▶ Dataset entries:
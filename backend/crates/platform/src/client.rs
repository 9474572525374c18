//! Client identification utilities
//!
//! Collects what the portal knows about the caller so it can be logged and
//! forwarded to the auth provider.

use axum::http::{HeaderMap, header};
use std::net::IpAddr;

/// Caller details taken from the request
#[derive(Debug, Clone, Default, PartialEq, Eq)]
pub struct ClientInfo {
    /// Client IP address (from X-Forwarded-For or direct connection)
    pub ip: Option<IpAddr>,
    /// Original User-Agent string
    pub user_agent: Option<String>,
}

impl ClientInfo {
    /// Build from request headers and the peer address
    pub fn from_headers(headers: &HeaderMap, direct_ip: Option<IpAddr>) -> Self {
        let user_agent = headers
            .get(header::USER_AGENT)
            .and_then(|v| v.to_str().ok())
            .map(str::to_string);

        Self {
            ip: extract_client_ip(headers, direct_ip),
            user_agent,
        }
    }

    /// IP as a string (for forwarding headers and logs)
    pub fn ip_string(&self) -> Option<String> {
        self.ip.map(|ip| ip.to_string())
    }
}

/// Extract client IP address from headers
///
/// Checks X-Forwarded-For header first (for reverse proxy setups),
/// then falls back to direct connection IP.
pub fn extract_client_ip(headers: &HeaderMap, direct_ip: Option<IpAddr>) -> Option<IpAddr> {
    headers
        .get("x-forwarded-for")
        .and_then(|v| v.to_str().ok())
        .and_then(|xff| xff.split(',').next())
        .and_then(|first| first.trim().parse::<IpAddr>().ok())
        .or(direct_ip)
}
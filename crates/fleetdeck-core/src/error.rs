// ── Core error types ──
//
// User-facing errors from fleetdeck-core. Consumers never see HTTP status
// codes or JSON parse failures directly; the `From<fleetdeck_api::Error>`
// impl translates transport-layer errors into domain-appropriate variants.
// The one place the backend's own words survive is `Backend` — the power
// protocol surfaces its error text verbatim.

use thiserror::Error;

/// Unified error type for the core crate.
#[derive(Debug, Error)]
pub enum CoreError {
    // ── Connection errors ────────────────────────────────────────────
    #[error("Cannot reach backend at {url}: {reason}")]
    ConnectionFailed { url: String, reason: String },

    /// Generic network failure (no response reached the client).
    #[error("Network error: {reason}")]
    NetworkFailure { reason: String },

    #[error("Controller is shut down")]
    ControllerShutdown,

    // ── Data errors ──────────────────────────────────────────────────
    #[error("Machine not found: {identifier}")]
    MachineNotFound { identifier: String },

    #[error("Machine name '{name}' is ambiguous ({count} matches) — use the MAC address")]
    AmbiguousMachine { name: String, count: usize },

    // ── Operation errors ─────────────────────────────────────────────
    /// The backend rejected the operation; `message` is its exact text.
    #[error("{message}")]
    Backend { message: String },

    #[error("Validation failed: {message}")]
    ValidationFailed { message: String },

    #[error("Operation failed: {message}")]
    OperationFailed { message: String },

    // ── Configuration errors ─────────────────────────────────────────
    #[error("Configuration error: {message}")]
    Config { message: String },

    // ── Internal errors ──────────────────────────────────────────────
    #[error("Internal error: {0}")]
    Internal(String),
}

// ── Conversion from transport-layer errors ───────────────────────────

impl From<fleetdeck_api::Error> for CoreError {
    fn from(err: fleetdeck_api::Error) -> Self {
        match err {
            fleetdeck_api::Error::Transport(ref e) => {
                if e.is_connect() || e.is_timeout() {
                    CoreError::ConnectionFailed {
                        url: e
                            .url()
                            .map(|u| u.to_string())
                            .unwrap_or_else(|| "<unknown>".into()),
                        reason: e.to_string(),
                    }
                } else {
                    CoreError::NetworkFailure {
                        reason: e.to_string(),
                    }
                }
            }
            fleetdeck_api::Error::InvalidUrl(e) => CoreError::Config {
                message: format!("Invalid URL: {e}"),
            },
            fleetdeck_api::Error::Tls(msg) => CoreError::ConnectionFailed {
                url: String::new(),
                reason: format!("TLS error: {msg}"),
            },
            fleetdeck_api::Error::Rejected { message, .. } => CoreError::Backend { message },
            fleetdeck_api::Error::Api { status, message } => CoreError::OperationFailed {
                message: format!("backend returned HTTP {status}: {message}"),
            },
            fleetdeck_api::Error::Deserialization { message, body: _ } => {
                CoreError::Internal(format!("Deserialization error: {message}"))
            }
        }
    }
}
//! Event system — crossterm event reader running in a background tokio task.
//!
//! Produces terminal events (key, resize) plus tick/render events at
//! configurable intervals via `tokio::sync::mpsc`. The tick interval also
//! drives the header clock, independent of the inventory poll.

use std::time::Duration;

use crossterm::event::{Event as CrosstermEvent, EventStream, KeyEvent, KeyEventKind};
use futures::StreamExt;
use tokio::sync::mpsc;
use tokio_util::sync::CancellationToken;

/// Events produced by the terminal event reader.
#[derive(Debug)]
pub enum Event {
    /// A key was pressed.
    Key(KeyEvent),
    /// Terminal was resized to (cols, rows).
    Resize(u16, u16),
    /// Periodic tick for clock refresh / toast expiry (4 Hz).
    Tick,
    /// Render tick (~30 FPS).
    Render,
}

/// Reads terminal events in a background task and sends them over a channel.
pub struct EventReader {
    rx: mpsc::UnboundedReceiver<Event>,
    cancel: CancellationToken,
}

impl EventReader {
    /// Spawn the background event reader.
    ///
    /// - `tick_rate`: interval for `Event::Tick` (e.g., 250ms = 4 Hz)
    /// - `render_rate`: interval for `Event::Render` (e.g., 33ms ≈ 30 FPS)
    pub fn new(tick_rate: Duration, render_rate: Duration) -> Self {
        let (tx, rx) = mpsc::unbounded_channel();
        let cancel = CancellationToken::new();

        let task_cancel = cancel.clone();
        tokio::spawn(async move {
            let mut event_stream = EventStream::new();
            let mut tick_interval = tokio::time::interval(tick_rate);
            let mut render_interval = tokio::time::interval(render_rate);

            // Don't burst ticks if we fall behind
            tick_interval.set_missed_tick_behavior(tokio::time::MissedTickBehavior::Skip);
            render_interval.set_missed_tick_behavior(tokio::time::MissedTickBehavior::Skip);

            loop {
                let event = tokio::select! {
                    _ = task_cancel.cancelled() => break,

                    _ = tick_interval.tick() => Event::Tick,

                    _ = render_interval.tick() => Event::Render,

                    Some(Ok(crossterm_event)) = event_stream.next() => {
                        match crossterm_event {
                            CrosstermEvent::Key(key) if key.kind == KeyEventKind::Press => {
                                Event::Key(key)
                            }
                            CrosstermEvent::Resize(w, h) => Event::Resize(w, h),
                            // Ignore key release/repeat and other event types
                            _ => continue,
                        }
                    }
                };

                // If the receiver is dropped, stop.
                if tx.send(event).is_err() {
                    break;
                }
            }
        });

        Self { rx, cancel }
    }

    /// Receive the next event. Returns `None` if the reader has stopped.
    pub async fn next(&mut self) -> Option<Event> {
        self.rx.recv().await
    }

    /// Signal the background reader to stop.
    pub fn stop(&self) {
        self.cancel.cancel();
    }
}

impl Drop for EventReader {
    fn drop(&mut self) {
        self.cancel.cancel();
    }
}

▶ About this exercise: Please tally the lines in the data above containing the string "layer", and give the number alone.

▶ Output: 2